### Task details
Look through the listing below, and wherever a line has the string "suffix", pull it out.

### Exercise inputs
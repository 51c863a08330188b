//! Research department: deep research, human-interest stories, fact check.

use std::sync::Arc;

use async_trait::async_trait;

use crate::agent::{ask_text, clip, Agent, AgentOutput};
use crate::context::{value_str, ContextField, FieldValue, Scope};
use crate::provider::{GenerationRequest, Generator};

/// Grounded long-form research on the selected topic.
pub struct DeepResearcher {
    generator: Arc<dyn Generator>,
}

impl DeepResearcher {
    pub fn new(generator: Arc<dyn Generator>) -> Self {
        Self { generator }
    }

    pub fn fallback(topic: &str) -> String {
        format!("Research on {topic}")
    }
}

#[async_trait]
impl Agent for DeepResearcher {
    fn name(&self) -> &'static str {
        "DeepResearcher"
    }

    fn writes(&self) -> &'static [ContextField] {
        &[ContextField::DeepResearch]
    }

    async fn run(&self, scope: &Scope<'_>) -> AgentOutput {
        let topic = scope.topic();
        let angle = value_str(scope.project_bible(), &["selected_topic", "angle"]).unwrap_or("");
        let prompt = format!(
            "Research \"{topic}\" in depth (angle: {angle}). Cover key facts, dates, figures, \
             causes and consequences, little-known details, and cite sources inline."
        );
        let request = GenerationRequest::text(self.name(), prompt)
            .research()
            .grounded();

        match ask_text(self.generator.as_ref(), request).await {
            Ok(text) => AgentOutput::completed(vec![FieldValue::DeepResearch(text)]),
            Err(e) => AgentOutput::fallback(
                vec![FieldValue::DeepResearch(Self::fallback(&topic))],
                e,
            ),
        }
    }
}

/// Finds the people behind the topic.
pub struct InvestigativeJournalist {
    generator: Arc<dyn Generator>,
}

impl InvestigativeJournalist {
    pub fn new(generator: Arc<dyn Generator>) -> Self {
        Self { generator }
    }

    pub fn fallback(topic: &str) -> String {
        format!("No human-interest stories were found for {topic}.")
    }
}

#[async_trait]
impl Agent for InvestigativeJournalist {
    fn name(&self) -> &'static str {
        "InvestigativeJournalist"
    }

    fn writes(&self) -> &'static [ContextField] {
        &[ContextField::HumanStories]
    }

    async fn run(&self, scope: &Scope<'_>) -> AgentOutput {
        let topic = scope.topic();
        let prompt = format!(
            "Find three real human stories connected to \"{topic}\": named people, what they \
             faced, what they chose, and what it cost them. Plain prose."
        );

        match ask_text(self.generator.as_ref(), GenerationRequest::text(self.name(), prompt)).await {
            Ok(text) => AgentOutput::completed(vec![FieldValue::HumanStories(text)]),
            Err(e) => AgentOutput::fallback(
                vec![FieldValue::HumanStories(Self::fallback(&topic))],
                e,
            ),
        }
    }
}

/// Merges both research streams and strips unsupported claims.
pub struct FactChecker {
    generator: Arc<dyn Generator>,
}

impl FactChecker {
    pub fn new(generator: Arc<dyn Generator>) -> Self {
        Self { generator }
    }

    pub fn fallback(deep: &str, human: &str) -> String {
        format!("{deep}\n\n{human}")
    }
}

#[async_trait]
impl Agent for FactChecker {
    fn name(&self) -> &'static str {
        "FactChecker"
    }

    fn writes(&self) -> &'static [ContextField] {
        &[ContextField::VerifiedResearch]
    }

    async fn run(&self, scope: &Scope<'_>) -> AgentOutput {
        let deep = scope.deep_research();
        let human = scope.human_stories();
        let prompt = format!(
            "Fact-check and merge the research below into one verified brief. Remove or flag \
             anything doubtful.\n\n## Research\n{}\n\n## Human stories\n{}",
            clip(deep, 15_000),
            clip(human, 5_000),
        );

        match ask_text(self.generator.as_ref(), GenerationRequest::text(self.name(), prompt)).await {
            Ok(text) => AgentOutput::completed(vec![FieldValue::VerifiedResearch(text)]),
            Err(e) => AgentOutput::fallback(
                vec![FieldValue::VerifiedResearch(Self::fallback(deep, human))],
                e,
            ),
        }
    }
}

--

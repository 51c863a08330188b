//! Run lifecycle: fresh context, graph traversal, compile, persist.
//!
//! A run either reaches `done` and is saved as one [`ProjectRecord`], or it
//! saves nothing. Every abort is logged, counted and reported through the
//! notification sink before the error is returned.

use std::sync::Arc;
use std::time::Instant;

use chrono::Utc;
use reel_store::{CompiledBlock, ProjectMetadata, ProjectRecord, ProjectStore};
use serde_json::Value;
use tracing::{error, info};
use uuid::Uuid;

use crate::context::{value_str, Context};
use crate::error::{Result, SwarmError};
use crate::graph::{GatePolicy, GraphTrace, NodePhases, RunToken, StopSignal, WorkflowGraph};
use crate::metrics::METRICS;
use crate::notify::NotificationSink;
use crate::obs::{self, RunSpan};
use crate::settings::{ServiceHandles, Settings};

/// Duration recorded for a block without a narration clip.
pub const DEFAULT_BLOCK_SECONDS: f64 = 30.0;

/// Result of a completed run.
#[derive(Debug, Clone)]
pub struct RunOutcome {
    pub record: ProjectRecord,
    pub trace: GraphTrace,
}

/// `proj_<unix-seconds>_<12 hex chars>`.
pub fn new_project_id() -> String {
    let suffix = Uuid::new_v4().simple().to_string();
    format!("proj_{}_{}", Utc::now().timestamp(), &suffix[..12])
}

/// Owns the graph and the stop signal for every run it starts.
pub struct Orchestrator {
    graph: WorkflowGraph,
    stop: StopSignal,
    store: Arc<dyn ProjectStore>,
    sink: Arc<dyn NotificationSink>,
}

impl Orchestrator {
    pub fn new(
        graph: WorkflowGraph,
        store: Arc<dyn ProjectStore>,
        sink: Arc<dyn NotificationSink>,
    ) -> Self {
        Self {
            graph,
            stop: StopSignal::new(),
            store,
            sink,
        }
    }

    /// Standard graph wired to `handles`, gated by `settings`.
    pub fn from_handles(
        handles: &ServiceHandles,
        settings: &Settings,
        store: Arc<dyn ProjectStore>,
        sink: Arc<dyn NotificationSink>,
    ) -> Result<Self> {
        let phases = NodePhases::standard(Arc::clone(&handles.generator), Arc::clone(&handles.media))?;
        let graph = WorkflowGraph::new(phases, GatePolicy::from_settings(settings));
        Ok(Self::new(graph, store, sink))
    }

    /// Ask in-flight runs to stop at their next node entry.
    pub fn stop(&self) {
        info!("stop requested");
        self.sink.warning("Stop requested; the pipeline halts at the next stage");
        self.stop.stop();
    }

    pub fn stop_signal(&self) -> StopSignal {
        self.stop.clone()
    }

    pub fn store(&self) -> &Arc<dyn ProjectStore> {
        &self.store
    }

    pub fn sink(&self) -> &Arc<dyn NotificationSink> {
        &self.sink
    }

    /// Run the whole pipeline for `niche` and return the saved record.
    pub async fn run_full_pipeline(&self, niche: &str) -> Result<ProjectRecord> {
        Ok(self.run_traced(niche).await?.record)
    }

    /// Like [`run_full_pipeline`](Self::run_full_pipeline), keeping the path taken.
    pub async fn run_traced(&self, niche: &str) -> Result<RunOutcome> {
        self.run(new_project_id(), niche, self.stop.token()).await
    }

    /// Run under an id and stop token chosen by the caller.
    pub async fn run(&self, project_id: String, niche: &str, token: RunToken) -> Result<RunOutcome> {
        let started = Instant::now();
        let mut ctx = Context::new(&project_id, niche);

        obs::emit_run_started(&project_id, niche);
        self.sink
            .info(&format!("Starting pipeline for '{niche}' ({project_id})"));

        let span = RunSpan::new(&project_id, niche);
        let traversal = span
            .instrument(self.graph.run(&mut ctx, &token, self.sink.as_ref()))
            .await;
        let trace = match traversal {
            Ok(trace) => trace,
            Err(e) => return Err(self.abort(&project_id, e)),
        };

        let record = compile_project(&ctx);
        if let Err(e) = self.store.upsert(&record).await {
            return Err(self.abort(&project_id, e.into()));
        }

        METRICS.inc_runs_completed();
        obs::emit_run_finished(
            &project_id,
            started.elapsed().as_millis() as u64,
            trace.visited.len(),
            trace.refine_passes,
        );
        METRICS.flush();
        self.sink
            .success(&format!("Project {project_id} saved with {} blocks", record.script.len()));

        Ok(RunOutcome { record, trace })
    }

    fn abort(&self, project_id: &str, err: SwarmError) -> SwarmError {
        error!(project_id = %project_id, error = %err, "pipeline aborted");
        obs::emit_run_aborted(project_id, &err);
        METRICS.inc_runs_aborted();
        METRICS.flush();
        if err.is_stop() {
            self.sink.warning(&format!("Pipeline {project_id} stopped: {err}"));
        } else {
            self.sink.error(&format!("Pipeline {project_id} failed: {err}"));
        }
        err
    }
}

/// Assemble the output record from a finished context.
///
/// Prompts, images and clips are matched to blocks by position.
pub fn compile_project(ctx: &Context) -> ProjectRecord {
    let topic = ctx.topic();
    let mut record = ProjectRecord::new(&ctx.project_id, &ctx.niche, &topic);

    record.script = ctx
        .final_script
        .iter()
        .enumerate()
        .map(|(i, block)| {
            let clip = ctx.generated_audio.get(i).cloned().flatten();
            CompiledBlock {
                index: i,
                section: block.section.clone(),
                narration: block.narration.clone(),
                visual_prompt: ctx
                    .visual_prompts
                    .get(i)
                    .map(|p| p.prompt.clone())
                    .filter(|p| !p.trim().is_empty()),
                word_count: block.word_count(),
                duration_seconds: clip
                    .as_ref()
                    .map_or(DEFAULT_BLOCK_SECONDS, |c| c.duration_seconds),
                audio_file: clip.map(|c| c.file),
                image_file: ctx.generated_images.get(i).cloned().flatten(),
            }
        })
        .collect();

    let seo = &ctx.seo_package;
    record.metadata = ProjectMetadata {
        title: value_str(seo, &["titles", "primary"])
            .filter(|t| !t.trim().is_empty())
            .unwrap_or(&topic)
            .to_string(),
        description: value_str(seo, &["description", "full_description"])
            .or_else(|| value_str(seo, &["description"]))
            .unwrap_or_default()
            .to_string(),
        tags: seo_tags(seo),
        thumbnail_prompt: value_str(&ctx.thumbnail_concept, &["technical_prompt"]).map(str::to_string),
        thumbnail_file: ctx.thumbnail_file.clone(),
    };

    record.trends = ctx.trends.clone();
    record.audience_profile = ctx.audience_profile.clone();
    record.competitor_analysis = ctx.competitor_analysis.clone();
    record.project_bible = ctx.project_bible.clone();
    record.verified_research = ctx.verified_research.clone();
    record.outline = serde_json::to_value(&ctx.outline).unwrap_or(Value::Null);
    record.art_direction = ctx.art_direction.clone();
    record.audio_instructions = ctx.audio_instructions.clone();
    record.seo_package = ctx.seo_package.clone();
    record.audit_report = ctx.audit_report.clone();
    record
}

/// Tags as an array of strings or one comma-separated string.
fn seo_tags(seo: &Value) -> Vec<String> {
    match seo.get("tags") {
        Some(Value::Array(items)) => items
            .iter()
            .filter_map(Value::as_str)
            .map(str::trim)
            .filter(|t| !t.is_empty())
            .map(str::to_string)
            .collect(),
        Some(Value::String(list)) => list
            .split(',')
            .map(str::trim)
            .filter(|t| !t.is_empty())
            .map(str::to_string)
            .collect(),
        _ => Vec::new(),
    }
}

...

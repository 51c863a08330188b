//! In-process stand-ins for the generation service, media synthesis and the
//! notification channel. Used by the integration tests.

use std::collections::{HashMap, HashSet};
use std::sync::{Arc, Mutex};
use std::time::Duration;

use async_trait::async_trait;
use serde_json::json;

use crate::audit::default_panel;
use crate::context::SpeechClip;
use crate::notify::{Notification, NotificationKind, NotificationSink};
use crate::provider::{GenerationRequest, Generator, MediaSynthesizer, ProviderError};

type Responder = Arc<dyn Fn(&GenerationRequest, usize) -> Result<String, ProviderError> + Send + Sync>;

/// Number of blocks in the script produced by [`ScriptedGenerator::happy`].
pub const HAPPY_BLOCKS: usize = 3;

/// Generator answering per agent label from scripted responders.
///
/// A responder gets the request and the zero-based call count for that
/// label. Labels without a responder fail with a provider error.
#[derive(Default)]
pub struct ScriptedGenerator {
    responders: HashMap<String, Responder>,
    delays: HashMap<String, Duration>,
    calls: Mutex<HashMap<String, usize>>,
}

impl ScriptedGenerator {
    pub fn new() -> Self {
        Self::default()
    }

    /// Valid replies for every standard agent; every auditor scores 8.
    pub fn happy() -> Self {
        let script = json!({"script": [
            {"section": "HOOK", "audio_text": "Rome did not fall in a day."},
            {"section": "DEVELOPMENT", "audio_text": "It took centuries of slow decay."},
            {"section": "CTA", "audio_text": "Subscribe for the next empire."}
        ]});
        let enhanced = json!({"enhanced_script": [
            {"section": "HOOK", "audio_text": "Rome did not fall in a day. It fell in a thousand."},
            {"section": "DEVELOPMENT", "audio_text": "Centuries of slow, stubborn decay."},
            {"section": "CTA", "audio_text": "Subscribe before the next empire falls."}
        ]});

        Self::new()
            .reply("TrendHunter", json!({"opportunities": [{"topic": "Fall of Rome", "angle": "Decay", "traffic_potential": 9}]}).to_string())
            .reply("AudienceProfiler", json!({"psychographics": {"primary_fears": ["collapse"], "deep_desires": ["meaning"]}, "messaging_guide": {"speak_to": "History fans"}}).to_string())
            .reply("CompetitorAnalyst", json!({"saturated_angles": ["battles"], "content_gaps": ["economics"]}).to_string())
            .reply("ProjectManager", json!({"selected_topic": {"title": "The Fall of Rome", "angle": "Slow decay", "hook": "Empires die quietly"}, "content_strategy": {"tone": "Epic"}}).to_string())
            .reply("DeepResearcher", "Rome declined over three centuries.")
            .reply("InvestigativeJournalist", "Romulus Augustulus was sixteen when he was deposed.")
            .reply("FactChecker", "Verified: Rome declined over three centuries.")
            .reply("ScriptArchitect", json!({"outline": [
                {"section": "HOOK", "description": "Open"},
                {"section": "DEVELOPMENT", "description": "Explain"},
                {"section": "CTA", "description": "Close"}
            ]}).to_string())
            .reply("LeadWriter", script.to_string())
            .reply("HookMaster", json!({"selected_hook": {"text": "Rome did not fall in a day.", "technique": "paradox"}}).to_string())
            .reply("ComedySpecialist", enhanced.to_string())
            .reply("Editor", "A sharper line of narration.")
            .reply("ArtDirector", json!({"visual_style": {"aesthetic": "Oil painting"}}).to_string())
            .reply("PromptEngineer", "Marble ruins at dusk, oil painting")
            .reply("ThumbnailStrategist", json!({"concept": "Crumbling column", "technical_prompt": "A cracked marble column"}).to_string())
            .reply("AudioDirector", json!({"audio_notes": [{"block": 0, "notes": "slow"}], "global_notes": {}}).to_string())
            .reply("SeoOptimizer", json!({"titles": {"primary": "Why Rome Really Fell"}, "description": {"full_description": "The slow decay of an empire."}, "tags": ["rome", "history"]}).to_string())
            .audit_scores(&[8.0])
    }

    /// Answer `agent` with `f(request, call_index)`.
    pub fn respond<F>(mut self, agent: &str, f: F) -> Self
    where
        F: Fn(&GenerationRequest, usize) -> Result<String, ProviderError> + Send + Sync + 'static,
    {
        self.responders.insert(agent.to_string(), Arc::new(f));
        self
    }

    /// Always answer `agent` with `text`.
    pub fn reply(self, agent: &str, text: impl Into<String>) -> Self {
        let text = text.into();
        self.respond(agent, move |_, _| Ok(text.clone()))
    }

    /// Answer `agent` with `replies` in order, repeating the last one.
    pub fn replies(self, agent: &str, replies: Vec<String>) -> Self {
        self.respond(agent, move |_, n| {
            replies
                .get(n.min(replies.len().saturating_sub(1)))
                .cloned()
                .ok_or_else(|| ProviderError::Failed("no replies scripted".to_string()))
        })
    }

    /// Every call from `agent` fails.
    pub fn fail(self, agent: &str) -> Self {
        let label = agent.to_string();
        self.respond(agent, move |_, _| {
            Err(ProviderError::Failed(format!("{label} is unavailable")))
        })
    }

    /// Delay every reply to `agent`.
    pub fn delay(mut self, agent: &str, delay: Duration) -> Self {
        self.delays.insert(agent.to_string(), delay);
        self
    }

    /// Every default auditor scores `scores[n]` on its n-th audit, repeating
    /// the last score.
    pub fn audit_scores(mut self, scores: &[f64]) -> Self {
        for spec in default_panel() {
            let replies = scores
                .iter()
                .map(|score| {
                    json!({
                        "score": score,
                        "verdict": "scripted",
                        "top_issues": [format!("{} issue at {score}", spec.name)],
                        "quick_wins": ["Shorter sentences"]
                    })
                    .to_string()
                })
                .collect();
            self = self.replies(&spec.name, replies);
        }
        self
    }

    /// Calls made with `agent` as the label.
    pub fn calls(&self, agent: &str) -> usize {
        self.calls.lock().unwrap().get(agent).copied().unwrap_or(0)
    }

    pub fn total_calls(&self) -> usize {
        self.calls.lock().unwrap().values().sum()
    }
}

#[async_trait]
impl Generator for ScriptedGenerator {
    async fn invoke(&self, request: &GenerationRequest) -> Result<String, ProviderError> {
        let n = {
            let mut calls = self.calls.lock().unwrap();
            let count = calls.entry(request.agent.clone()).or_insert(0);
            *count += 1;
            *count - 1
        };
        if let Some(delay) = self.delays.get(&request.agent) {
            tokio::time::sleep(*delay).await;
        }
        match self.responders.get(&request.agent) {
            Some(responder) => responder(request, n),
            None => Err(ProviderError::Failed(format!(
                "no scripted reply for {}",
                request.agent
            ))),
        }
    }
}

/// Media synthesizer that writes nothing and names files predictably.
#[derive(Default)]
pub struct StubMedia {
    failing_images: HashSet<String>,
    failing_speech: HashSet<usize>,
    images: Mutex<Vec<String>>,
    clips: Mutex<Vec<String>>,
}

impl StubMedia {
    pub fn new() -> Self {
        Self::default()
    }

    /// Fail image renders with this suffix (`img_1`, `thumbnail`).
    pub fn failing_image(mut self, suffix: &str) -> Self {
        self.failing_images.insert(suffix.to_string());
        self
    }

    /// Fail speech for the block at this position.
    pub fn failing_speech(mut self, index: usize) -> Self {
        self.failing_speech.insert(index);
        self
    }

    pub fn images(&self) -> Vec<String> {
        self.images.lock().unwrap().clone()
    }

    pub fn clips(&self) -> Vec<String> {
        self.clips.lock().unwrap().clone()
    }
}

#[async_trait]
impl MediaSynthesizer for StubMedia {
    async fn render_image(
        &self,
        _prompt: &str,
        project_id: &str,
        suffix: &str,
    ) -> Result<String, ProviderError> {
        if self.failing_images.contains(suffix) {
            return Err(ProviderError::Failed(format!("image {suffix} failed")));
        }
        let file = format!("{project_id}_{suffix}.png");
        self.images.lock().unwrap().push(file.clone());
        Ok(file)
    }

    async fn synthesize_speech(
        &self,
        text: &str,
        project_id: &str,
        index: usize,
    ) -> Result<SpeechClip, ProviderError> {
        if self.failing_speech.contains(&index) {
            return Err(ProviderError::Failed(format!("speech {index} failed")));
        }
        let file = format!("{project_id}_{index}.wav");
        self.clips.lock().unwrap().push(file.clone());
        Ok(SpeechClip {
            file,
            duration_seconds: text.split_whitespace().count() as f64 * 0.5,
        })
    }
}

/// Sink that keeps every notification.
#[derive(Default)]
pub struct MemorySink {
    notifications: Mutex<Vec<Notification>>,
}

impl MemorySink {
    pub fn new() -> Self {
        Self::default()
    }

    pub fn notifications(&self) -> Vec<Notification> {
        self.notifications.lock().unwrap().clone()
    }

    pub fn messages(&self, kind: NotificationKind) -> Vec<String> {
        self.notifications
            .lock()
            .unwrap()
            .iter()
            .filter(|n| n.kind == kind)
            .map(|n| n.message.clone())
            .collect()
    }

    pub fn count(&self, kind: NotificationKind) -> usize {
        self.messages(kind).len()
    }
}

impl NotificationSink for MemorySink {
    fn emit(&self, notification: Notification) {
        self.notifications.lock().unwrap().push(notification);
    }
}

### Answer
    let suffix = Uuid::new_v4().simple().to_string();
    format!("proj_{}_{}", Utc::now().timestamp(), &suffix[..12])
    /// Fail image renders with this suffix (`img_1`, `thumbnail`).
    pub fn failing_image(mut self, suffix: &str) -> Self {
        self.failing_images.insert(suffix.to_string());
        suffix: &str,
        if self.failing_images.contains(suffix) {
            return Err(ProviderError::Failed(format!("image {suffix} failed")));
        let file = format!("{project_id}_{suffix}.png");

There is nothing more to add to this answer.